[[ ENTRIES SUPPLIED, beginning ]]

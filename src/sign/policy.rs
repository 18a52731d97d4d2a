// self
use crate::{_prelude::*, error::SigningError};

/// Fixed-shape policy binding one resource URL to an expiry.
///
/// Serializes to
/// `{"Statement":[{"Resource":"<url>","Condition":{"DateLessThan":{"AWS:EpochTime":<secs>}}}]}`,
/// byte for byte, which is what verifiers recompute before checking the signature.
#[derive(Clone, Debug, PartialEq, Eq, Serialize)]
#[serde(rename_all = "PascalCase")]
pub struct CannedPolicy {
	statement: [Statement; 1],
}
impl CannedPolicy {
	/// Creates a policy for `resource` that expires at `expires_at` (whole seconds).
	pub fn new(resource: &Url, expires_at: OffsetDateTime) -> Self {
		Self {
			statement: [Statement {
				resource: resource.to_string(),
				condition: Condition {
					date_less_than: EpochTime { epoch_time: expires_at.unix_timestamp() },
				},
			}],
		}
	}

	/// Resource URL covered by the policy.
	pub fn resource(&self) -> &str {
		&self.statement[0].resource
	}

	/// Expiry as Unix seconds.
	pub fn expires_epoch(&self) -> i64 {
		self.statement[0].condition.date_less_than.epoch_time
	}

	/// Serializes the policy into the exact bytes that get signed.
	pub fn to_json(&self) -> Result<Vec<u8>, SigningError> {
		Ok(serde_json::to_vec(self)?)
	}
}

#[derive(Clone, Debug, PartialEq, Eq, Serialize)]
#[serde(rename_all = "PascalCase")]
struct Statement {
	resource: String,
	condition: Condition,
}

#[derive(Clone, Debug, PartialEq, Eq, Serialize)]
#[serde(rename_all = "PascalCase")]
struct Condition {
	date_less_than: EpochTime,
}

#[derive(Clone, Debug, PartialEq, Eq, Serialize)]
struct EpochTime {
	#[serde(rename = "AWS:EpochTime")]
	epoch_time: i64,
}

[[ ENTRIES SUPPLIED, end ]]

YOUR GOAL:
Where does the word "EpochTime" show up in the material? Copy out each line that has it.

WRITTEN RESPONSE:
/// `{"Statement":[{"Resource":"<url>","Condition":{"DateLessThan":{"AWS:EpochTime":<secs>}}}]}`,
					date_less_than: EpochTime { epoch_time: expires_at.unix_timestamp() },
	date_less_than: EpochTime,
struct EpochTime {
	#[serde(rename = "AWS:EpochTime")]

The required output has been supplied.